Question

Find the mean and variance of the number of tails in three tosses of a coin.

Answer 1

Let X denote the number of tails in three tosses of a coin.
Then, X can take the values 0, 1, 2 and 3.
Now,

\[P\left( X = 0 \right) = P\left( HHH \right) = \frac{1}{8}, \]

\[P\left( X = 1 \right) = P\left( \text{ THH or HHT or HTH }\right) = \frac{3}{8}, \]

\[P\left( X = 2 \right) = P\left(\text{ TTH or THT or HTT }\right) = \frac{3}{8}, \]
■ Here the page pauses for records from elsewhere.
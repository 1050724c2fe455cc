//! Candidate file collection
//!
//! Walks the scan root with walkdir, pruning ignored entries so excluded
//! directories are never descended into. Unreadable directories contribute
//! nothing; the walk continues.

use std::path::PathBuf;
use walkdir::WalkDir;

use crate::core::model::ScanOptions;
use crate::scan::filter::{has_skipped_suffix, PathFilter};

pub struct TreeWalker {
    root: PathBuf,
    filter: PathFilter,
}

impl TreeWalker {
    pub fn new(options: &ScanOptions) -> Self {
        Self {
            root: options.root.clone(),
            filter: PathFilter::new(options),
        }
    }

    /// Collect all candidate files under the root in name-sorted order.
    ///
    /// The filter never applies to the root itself, only to entries below
    /// it. The suffix skip list is reapplied to the surviving files.
    pub fn collect(&self) -> Vec<PathBuf> {
        WalkDir::new(&self.root)
            .sort_by_file_name()
            .into_iter()
            .filter_entry(|entry| {
                entry.depth() == 0
                    || !self
                        .filter
                        .is_ignored(entry.path(), entry.file_type().is_file())
            })
            .filter_map(|entry| entry.ok())
            .filter(|entry| entry.file_type().is_file())
            .map(|entry| entry.into_path())
            .filter(|path| {
                path.file_name()
                    .map(|n| !has_skipped_suffix(&n.to_string_lossy()))
                    .unwrap_or(true)
            })
            .collect()
    }
}
//! In-process [`TodoStore`].
//!
//! Mirrors the Postgres trigger semantics: `updated_at` moves on every write,
//! `completed_at` is set when a todo becomes completed and cleared when it
//! is reopened. Useful for local runs and tests without a database.

use std::collections::BTreeMap;

use async_trait::async_trait;
use chrono::Utc;
use tokio::sync::RwLock;

use crate::error::TodoResult;
use crate::models::{NewTodo, Todo, TodoPatch};
use crate::store::TodoStore;

#[derive(Debug, Default)]
pub struct MemoryTodoStore {
    inner: RwLock<Inner>,
}

#[derive(Debug, Default)]
struct Inner {
    last_id: i64,
    rows: BTreeMap<i64, Todo>,
}

impl MemoryTodoStore {
    pub fn new() -> Self {
        Self::default()
    }
}

#[async_trait]
impl TodoStore for MemoryTodoStore {
    async fn list(&self) -> TodoResult<Vec<Todo>> {
        let inner = self.inner.read().await;
        Ok(inner.rows.values().rev().cloned().collect())
    }

    async fn get(&self, id: i64) -> TodoResult<Option<Todo>> {
        Ok(self.inner.read().await.rows.get(&id).cloned())
    }

    async fn insert(&self, input: &NewTodo) -> TodoResult<Todo> {
        let mut inner = self.inner.write().await;
        inner.last_id += 1;
        let now = Utc::now();
        let todo = Todo {
            id: inner.last_id,
            title: input.title.clone(),
            completed: input.completed,
            created_at: now,
            updated_at: now,
            completed_at: input.completed.then_some(now),
        };
        inner.rows.insert(todo.id, todo.clone());
        Ok(todo)
    }

    async fn update(&self, id: i64, patch: &TodoPatch) -> TodoResult<Option<Todo>> {
        let mut inner = self.inner.write().await;
        let Some(todo) = inner.rows.get_mut(&id) else {
            return Ok(None);
        };

        let now = Utc::now();
        if let Some(title) = patch.title() {
            todo.title = title.to_string();
        }
        if let Some(completed) = patch.completed() {
            if completed && !todo.completed {
                todo.completed_at = Some(now);
            } else if !completed {
                todo.completed_at = None;
            }
            todo.completed = completed;
        }
        todo.updated_at = now;
        Ok(Some(todo.clone()))
    }

    async fn delete(&self, id: i64) -> TodoResult<bool> {
        Ok(self.inner.write().await.rows.remove(&id).is_some())
    }

    async fn health(&self) -> TodoResult<String> {
        let count = self.inner.read().await.rows.len();
        Ok(format!("in-memory ({} todos)", count))
    }

    fn name(&self) -> &str {
        "memory"
    }
}
mod todo;

pub use todo::*;
use thiserror::Error;

pub type TodoResult<T> = Result<T, TodoError>;

#[derive(Error, Debug)]
pub enum TodoError {
    /// Rejected before any statement is issued. The message is shown to clients.
    #[error("{0}")]
    InvalidInput(String),

    #[error("Not found")]
    NotFound,

    #[error("Database error: {0}")]
    Database(#[from] sqlx::Error),

    #[error("Migration error: {0}")]
    Migration(#[from] sqlx::migrate::MigrateError),

    #[error("Config error: {0}")]
    Config(#[from] config::ConfigError),
}

impl TodoError {
    pub fn invalid(msg: impl Into<String>) -> Self {
        Self::InvalidInput(msg.into())
    }

    /// True for failures caused by the caller rather than the backing store.
    pub fn is_client_error(&self) -> bool {
        matches!(self, Self::InvalidInput(_) | Self::NotFound)
    }
}
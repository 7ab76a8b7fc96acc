use std::time::Duration;

use crate::config::DatabaseConfig;
use crate::error::TodoResult;
use sqlx::{postgres::PgPoolOptions, PgPool};

/// Build the process-wide pool. Called once at startup; the pool is then
/// cloned into whatever needs it.
pub async fn create_pool(config: &DatabaseConfig) -> TodoResult<PgPool> {
    let pool = PgPoolOptions::new()
        .max_connections(config.max_connections)
        .acquire_timeout(Duration::from_secs(config.acquire_timeout_seconds))
        .connect(&config.url)
        .await?;
    Ok(pool)
}

pub async fn run_migrations(pool: &PgPool) -> TodoResult<()> {
    sqlx::migrate!("../migrations").run(pool).await?;
    tracing::info!("Database migrations applied");
    Ok(())
}

pub async fn health_check(pool: &PgPool) -> TodoResult<String> {
    let row: (String,) = sqlx::query_as("SELECT version()").fetch_one(pool).await?;
    Ok(row.0)
}
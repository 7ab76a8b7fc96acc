pub mod client;
pub mod collection;

pub use client::{ClientError, TodoClient, DEFAULT_SERVER};
pub use collection::{SyncStrategy, TodoCollection};
//! Persistence accessor for todos.
//!
//! [`TodoStore`] is the seam between the HTTP handlers and the backing store.
//! Stores report absence as `None`/`false`; turning that into a 404 is the
//! caller's job.

use async_trait::async_trait;
use sqlx::{PgPool, Postgres, QueryBuilder};

use crate::error::TodoResult;
use crate::models::{NewTodo, Todo, TodoPatch};

const TODO_COLUMNS: &str = "id, title, completed, created_at, updated_at, completed_at";

#[async_trait]
pub trait TodoStore: Send + Sync {
    /// All todos, newest id first.
    async fn list(&self) -> TodoResult<Vec<Todo>>;

    async fn get(&self, id: i64) -> TodoResult<Option<Todo>>;

    async fn insert(&self, input: &NewTodo) -> TodoResult<Todo>;

    /// Writes only the fields present in `patch`, in a single statement.
    async fn update(&self, id: i64, patch: &TodoPatch) -> TodoResult<Option<Todo>>;

    /// Returns whether a row was removed.
    async fn delete(&self, id: i64) -> TodoResult<bool>;

    /// Backend description for health reporting (e.g. the server version).
    async fn health(&self) -> TodoResult<String>;

    /// Backend name for logging.
    fn name(&self) -> &str;
}

/// PostgreSQL-backed store. Timestamps are maintained by the `todos_touch` trigger.
#[derive(Debug, Clone)]
pub struct PgTodoStore {
    pool: PgPool,
}

impl PgTodoStore {
    pub fn new(pool: PgPool) -> Self {
        Self { pool }
    }

    pub fn pool(&self) -> &PgPool {
        &self.pool
    }
}

/// Assemble `UPDATE todos SET ... WHERE id = $n RETURNING ...` from the
/// fields present in `patch`.
pub fn build_update(id: i64, patch: &TodoPatch) -> QueryBuilder<'static, Postgres> {
    let mut qb = QueryBuilder::new("UPDATE todos SET ");
    {
        let mut set = qb.separated(", ");
        if let Some(title) = patch.title() {
            set.push("title = ").push_bind_unseparated(title.to_string());
        }
        if let Some(completed) = patch.completed() {
            set.push("completed = ").push_bind_unseparated(completed);
        }
    }
    qb.push(" WHERE id = ").push_bind(id);
    qb.push(" RETURNING ").push(TODO_COLUMNS);
    qb
}

#[async_trait]
impl TodoStore for PgTodoStore {
    async fn list(&self) -> TodoResult<Vec<Todo>> {
        let todos = sqlx::query_as::<_, Todo>(&format!(
            "SELECT {} FROM todos ORDER BY id DESC",
            TODO_COLUMNS
        ))
        .fetch_all(&self.pool)
        .await?;
        Ok(todos)
    }

    async fn get(&self, id: i64) -> TodoResult<Option<Todo>> {
        let todo = sqlx::query_as::<_, Todo>(&format!(
            "SELECT {} FROM todos WHERE id = $1",
            TODO_COLUMNS
        ))
        .bind(id)
        .fetch_optional(&self.pool)
        .await?;
        Ok(todo)
    }

    async fn insert(&self, input: &NewTodo) -> TodoResult<Todo> {
        let todo = sqlx::query_as::<_, Todo>(&format!(
            "INSERT INTO todos (title, completed) VALUES ($1, $2) RETURNING {}",
            TODO_COLUMNS
        ))
        .bind(&input.title)
        .bind(input.completed)
        .fetch_one(&self.pool)
        .await?;

        tracing::debug!(id = todo.id, "Inserted todo");
        Ok(todo)
    }

    async fn update(&self, id: i64, patch: &TodoPatch) -> TodoResult<Option<Todo>> {
        let todo = build_update(id, patch)
            .build_query_as::<Todo>()
            .fetch_optional(&self.pool)
            .await?;
        Ok(todo)
    }

    async fn delete(&self, id: i64) -> TodoResult<bool> {
        let row: Option<(i64,)> = sqlx::query_as("DELETE FROM todos WHERE id = $1 RETURNING id")
            .bind(id)
            .fetch_optional(&self.pool)
            .await?;
        Ok(row.is_some())
    }

    async fn health(&self) -> TodoResult<String> {
        crate::db::health_check(&self.pool).await
    }

    fn name(&self) -> &str {
        "postgres"
    }
}

#[cfg(test)]
mod tests {
    use super::*;

    fn sql_for(title: Option<&str>, completed: Option<bool>) -> String {
        let patch = TodoPatch::new(title.map(String::from), completed).unwrap();
        build_update(9, &patch).sql().to_string()
    }

    #[test]
    fn test_update_title_only() {
        assert_eq!(
            sql_for(Some("a"), None),
            format!("UPDATE todos SET title = $1 WHERE id = $2 RETURNING {}", TODO_COLUMNS)
        );
    }

    #[test]
    fn test_update_completed_only() {
        assert_eq!(
            sql_for(None, Some(true)),
            format!("UPDATE todos SET completed = $1 WHERE id = $2 RETURNING {}", TODO_COLUMNS)
        );
    }

    #[test]
    fn test_update_both_fields() {
        assert_eq!(
            sql_for(Some("a"), Some(false)),
            format!(
                "UPDATE todos SET title = $1, completed = $2 WHERE id = $3 RETURNING {}",
                TODO_COLUMNS
            )
        );
    }

    #[test]
    fn test_update_never_interpolates_values() {
        let sql = sql_for(Some("'; DROP TABLE todos; --"), Some(true));
        assert!(!sql.contains("DROP"));
    }
}
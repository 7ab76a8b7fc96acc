use chrono::{DateTime, Utc};
use serde::{Deserialize, Serialize};

/// A persisted todo. Timestamps are owned by the store; clients never set them.
#[derive(Debug, Clone, PartialEq, Serialize, Deserialize, sqlx::FromRow)]
#[serde(rename_all = "camelCase")]
pub struct Todo {
    pub id: i64,
    pub title: String,
    pub completed: bool,
    pub created_at: DateTime<Utc>,
    pub updated_at: DateTime<Utc>,
    pub completed_at: Option<DateTime<Utc>>,
}

/// Validated input for a create. `title` is already trimmed and non-empty.
#[derive(Debug, Clone, PartialEq, Eq)]
pub struct NewTodo {
    pub title: String,
    pub completed: bool,
}

/// Validated partial update. At least one field is always present.
#[derive(Debug, Clone, PartialEq, Eq)]
pub struct TodoPatch {
    title: Option<String>,
    completed: Option<bool>,
}

impl TodoPatch {
    /// Returns `None` when neither field is supplied.
    pub fn new(title: Option<String>, completed: Option<bool>) -> Option<Self> {
        if title.is_none() && completed.is_none() {
            return None;
        }
        Some(Self { title, completed })
    }

    pub fn rename(title: impl Into<String>) -> Self {
        Self {
            title: Some(title.into()),
            completed: None,
        }
    }

    pub fn set_completed(completed: bool) -> Self {
        Self {
            title: None,
            completed: Some(completed),
        }
    }

    pub fn title(&self) -> Option<&str> {
        self.title.as_deref()
    }

    pub fn completed(&self) -> Option<bool> {
        self.completed
    }
}

/// Key used by client-side collections to index todos.
pub fn todo_key(todo: &Todo) -> i64 {
    todo.id
}
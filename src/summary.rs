use alloc::vec::Vec;

use crate::DistanceHistories;
use crate::helper::{mean_of_counts, median_of_sorted_counts, stddev_of_counts};

/// Aggregate descriptive statistics over a set of distance histories.
///
/// Built once from the histories of a processed trace; every aggregate
/// is then answered from pre-sorted lists. Aggregates over data that may
/// be absent return `Option`: a trace without a single repeat has no
/// distance statistics, and that is routine, not an error.
///
/// Means and standard deviations are accumulated with compensated
/// summation; standard deviations are population ones.
#[derive(Debug, Clone)]
pub struct TraceSummary {
    /// Total number of recorded accesses
    accesses: usize,
    /// Number of distinct tokens
    distinct: usize,
    /// Number of tokens that were never re-referenced
    no_reuse: usize,
    /// Every recorded distance, ascending
    distances: Vec<usize>,
    /// Per-token access counts, ascending
    access_counts: Vec<usize>,
}

impl TraceSummary {
    /// Aggregates a set of histories, e.g. from
    /// [`ReuseDistances::histories`](crate::ReuseDistances::histories)
    /// or [`rescan_histories`](crate::rescan_histories).
    ///
    /// A token's access count is its recorded distance count plus one,
    /// the first occurrence having recorded nothing.
    pub fn from_histories<T>(histories: &DistanceHistories<T>) -> Self {
        let mut distances = Vec::new();
        let mut access_counts = Vec::with_capacity(histories.len());
        let mut no_reuse = 0;

        for history in histories.values() {
            if history.is_empty() {
                no_reuse += 1;
            }
            distances.extend_from_slice(history);
            access_counts.push(history.len() + 1);
        }
        distances.sort_unstable();
        access_counts.sort_unstable();
        let accesses: usize = access_counts.iter().sum();

        Self {
            accesses,
            distinct: histories.len(),
            no_reuse,
            distances,
            access_counts,
        }
    }

    /// Returns the total number of accesses in the trace.
    pub const fn accesses(&self) -> usize {
        self.accesses
    }

    /// Returns the number of distinct tokens in the trace.
    pub const fn distinct_tokens(&self) -> usize {
        self.distinct
    }

    /// Returns the number of recorded distances, i.e. repeats.
    pub fn reuse_count(&self) -> usize {
        self.distances.len()
    }

    /// Returns the number of tokens accessed exactly once.
    pub const fn tokens_without_reuse(&self) -> usize {
        self.no_reuse
    }

    /// Returns the smallest recorded distance.
    pub fn min_distance(&self) -> Option<usize> {
        self.distances.first().copied()
    }

    /// Returns the largest recorded distance.
    pub fn max_distance(&self) -> Option<usize> {
        self.distances.last().copied()
    }

    /// Returns the mean of all recorded distances.
    pub fn mean_distance(&self) -> Option<f64> {
        mean_of_counts(&self.distances)
    }

    /// Returns the median of all recorded distances.
    pub fn median_distance(&self) -> Option<f64> {
        median_of_sorted_counts(&self.distances)
    }

    /// Returns the population standard deviation of all recorded
    /// distances.
    pub fn stddev_distance(&self) -> Option<f64> {
        stddev_of_counts(&self.distances)
    }

    /// Returns the mean per-token access count.
    pub fn mean_accesses(&self) -> Option<f64> {
        mean_of_counts(&self.access_counts)
    }

    /// Returns the median per-token access count.
    pub fn median_accesses(&self) -> Option<f64> {
        median_of_sorted_counts(&self.access_counts)
    }

    /// Returns the population standard deviation of per-token access
    /// counts.
    pub fn stddev_accesses(&self) -> Option<f64> {
        stddev_of_counts(&self.access_counts)
    }

    /// Returns the access count of the most referenced token.
    pub fn max_accesses(&self) -> Option<usize> {
        self.access_counts.last().copied()
    }
}
//! Utility modules.

pub mod path;
//! Configuration utility functions.

use std::path::{Path, PathBuf};

/// Find config file by searching upward from `start`
///
/// Walks up parent directories until finding `config_name`.
/// Returns the path to the config file if found.
///
/// # Example
/// ```text
/// /home/user/app/src/components/  ← start
/// /home/user/app/kiln.toml         ← found!
/// ```
pub fn find_config_file(start: &Path, config_name: &Path) -> Option<PathBuf> {
    if config_name.is_absolute() {
        return config_name.exists().then(|| config_name.to_path_buf());
    }

    let mut current = start;
    loop {
        let candidate = current.join(config_name);
        if candidate.is_file() {
            return Some(candidate);
        }

        // Move to parent directory, stop at filesystem root
        current = current.parent()?;
    }
}

#[cfg(test)]
mod tests {
    use super::*;
    use tempfile::TempDir;

    #[test]
    fn test_find_config_file_walks_up() {
        let dir = TempDir::new().unwrap();
        let nested = dir.path().join("src/components");
        std::fs::create_dir_all(&nested).unwrap();
        std::fs::write(dir.path().join("kiln.toml"), "").unwrap();

        let found = find_config_file(&nested, Path::new("kiln.toml")).unwrap();
        assert_eq!(found, dir.path().join("kiln.toml"));
    }

    #[test]
    fn test_find_config_file_missing() {
        let dir = TempDir::new().unwrap();
        assert!(find_config_file(dir.path(), Path::new("kiln-does-not-exist.toml")).is_none());
    }

    #[test]
    fn test_find_config_file_absolute() {
        let dir = TempDir::new().unwrap();
        let path = dir.path().join("custom.toml");
        assert!(find_config_file(dir.path(), &path).is_none());

        std::fs::write(&path, "").unwrap();
        assert_eq!(find_config_file(Path::new("/"), &path), Some(path));
    }
}
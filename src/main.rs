//! Kiln - a reactive build orchestrator for single-page applications.

#![allow(dead_code)]

mod cli;
mod compiler;
mod config;
mod core;
mod lifecycle;
mod logger;
mod pipeline;
mod signal;
mod utils;
mod watch;

use std::process::ExitCode;

use anyhow::{Context, Result};
use clap::{ColorChoice, Parser};
use cli::Cli;
use config::KilnConfig;
use lifecycle::Controller;

fn main() -> Result<ExitCode> {
    let cli = Cli::parse();

    // Set global color override based on CLI option
    match cli.color {
        ColorChoice::Always => owo_colors::set_override(true),
        ColorChoice::Never => owo_colors::set_override(false),
        ColorChoice::Auto => {} // owo-colors auto-detects TTY
    }
    logger::set_verbose(cli.verbose);

    let config = KilnConfig::load(&cli)?;
    debug!("config"; "root {}", config.root.display());

    // Setup Ctrl+C handler before the loop starts
    let (shutdown_tx, shutdown_rx) = tokio::sync::mpsc::unbounded_channel();
    core::setup_shutdown_handler(shutdown_tx)?;

    let runtime = tokio::runtime::Builder::new_current_thread()
        .enable_all()
        .build()
        .context("Failed to start the event loop")?;

    let controller = Controller::new(&config).with_shutdown_signal(shutdown_rx);
    let summary = runtime.block_on(controller.run())?;

    debug!(
        "dev";
        "{} built, {} failed, shutdown requested: {}",
        summary.builds,
        summary.failures,
        core::is_shutdown()
    );
    Ok(summary.exit_code())
}
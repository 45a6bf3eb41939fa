//! In-process stylesheet compilation with lightningcss.

use std::path::Path;

use lightningcss::stylesheet::{MinifyOptions, ParserOptions, PrinterOptions, StyleSheet};
use tokio_util::sync::CancellationToken;

use super::{Compiled, StyleCompiler, StyleOptions, spawn_compile};
use crate::core::{Failure, Stage};
use crate::signal::{Signal, SignalResult};

/// Built-in stylesheet compiler.
pub struct LightningStyle;

impl StyleCompiler for LightningStyle {
    fn name(&self) -> &str {
        "lightningcss"
    }

    fn compile(
        &self,
        source: String,
        origin: &Path,
        options: &StyleOptions,
        token: CancellationToken,
    ) -> Signal<Compiled> {
        let origin = origin.to_path_buf();
        let options = *options;
        spawn_compile(Stage::Style, token, move || compile_css(&source, &origin, options))
    }
}

/// Compile one stylesheet. `origin` names the file in diagnostics.
pub fn compile_css(source: &str, origin: &Path, options: StyleOptions) -> SignalResult<Compiled> {
    let fail = |e: &dyn std::fmt::Display| Failure::error(Stage::Style, format!("{}: {e}", origin.display()));

    let parser = ParserOptions {
        filename: origin.display().to_string(),
        ..ParserOptions::default()
    };
    let mut stylesheet = StyleSheet::parse(source, parser).map_err(|e| fail(&e))?;

    if options.advanced {
        stylesheet
            .minify(MinifyOptions::default())
            .map_err(|e| fail(&e))?;
    }

    let result = stylesheet
        .to_css(PrinterOptions {
            minify: options.minify,
            ..PrinterOptions::default()
        })
        .map_err(|e| fail(&e))?;

    Ok(Compiled::new(result.code))
}

#[cfg(test)]
mod tests {
    use super::*;

    fn origin() -> &'static Path {
        Path::new("src/main.css")
    }

    #[test]
    fn test_compile_minified() {
        let options = StyleOptions {
            minify: true,
            advanced: true,
        };
        let out = compile_css("body { color: red; }", origin(), options).unwrap();
        assert_eq!(out.code, "body{color:red}");
    }

    #[test]
    fn test_compile_pretty_keeps_rule() {
        let out = compile_css("body { color: red; }", origin(), StyleOptions::default()).unwrap();
        assert!(out.code.contains("body {"));
        assert!(out.code.contains("color: red"));
    }

    #[test]
    fn test_advanced_merges_duplicate_rules() {
        let source = ".a { color: red; } .a { margin: 0; }";
        let plain = StyleOptions {
            minify: true,
            advanced: false,
        };
        let advanced = StyleOptions {
            minify: true,
            advanced: true,
        };

        let without = compile_css(source, origin(), plain).unwrap();
        let with = compile_css(source, origin(), advanced).unwrap();
        assert_eq!(without.code.matches(".a").count(), 2);
        assert_eq!(with.code.matches(".a").count(), 1);
    }

    #[test]
    fn test_invalid_selector_is_style_failure() {
        let failure =
            compile_css("..broken { color: red }", origin(), StyleOptions::default()).unwrap_err();
        assert!(failure.has_stage(Stage::Style));
        assert!(failure.records()[0].message.starts_with("src/main.css"));
    }
}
\[P\left( X = 3 \right) = P\left( TTT \right) = \frac{1}{8}\]

Thus, the probability distribution of X is given by

x	P(X)
0	\[\frac{1}{8}\]
1	\[\frac{3}{8}\]
2	\[\frac{3}{8}\]
3	\[\frac{1}{8}\]

Computation of mean and variance

xi	pi	pixi	pixi2
0	\[\frac{1}{8}\]	0	0
1	\[\frac{3}{8}\]	\[\frac{3}{8}\]	\[\frac{3}{8}\]
2	\[\frac{3}{8}\]	\[\frac{6}{8}\]	\[\frac{12}{8}\]
3	\[\frac{1}{8}\]	\[\frac{3}{8}\]	\[\frac{9}{8}\]
		`∑`pixi = \[\frac{3}{2}\]	`∑`pixi2=3

\[\text{ Mean } = \sum p_i x_i = \frac{3}{2}\]
\[\text{ Variance } = \sum p_i {x_i}^2 - \left( \text{ Mean}  \right)^2 \]
\[ = 3 - \left( \frac{3}{2} \right)^2 \]
\[ = 3 - \frac{9}{4}\]
\[ = \frac{3}{4}\]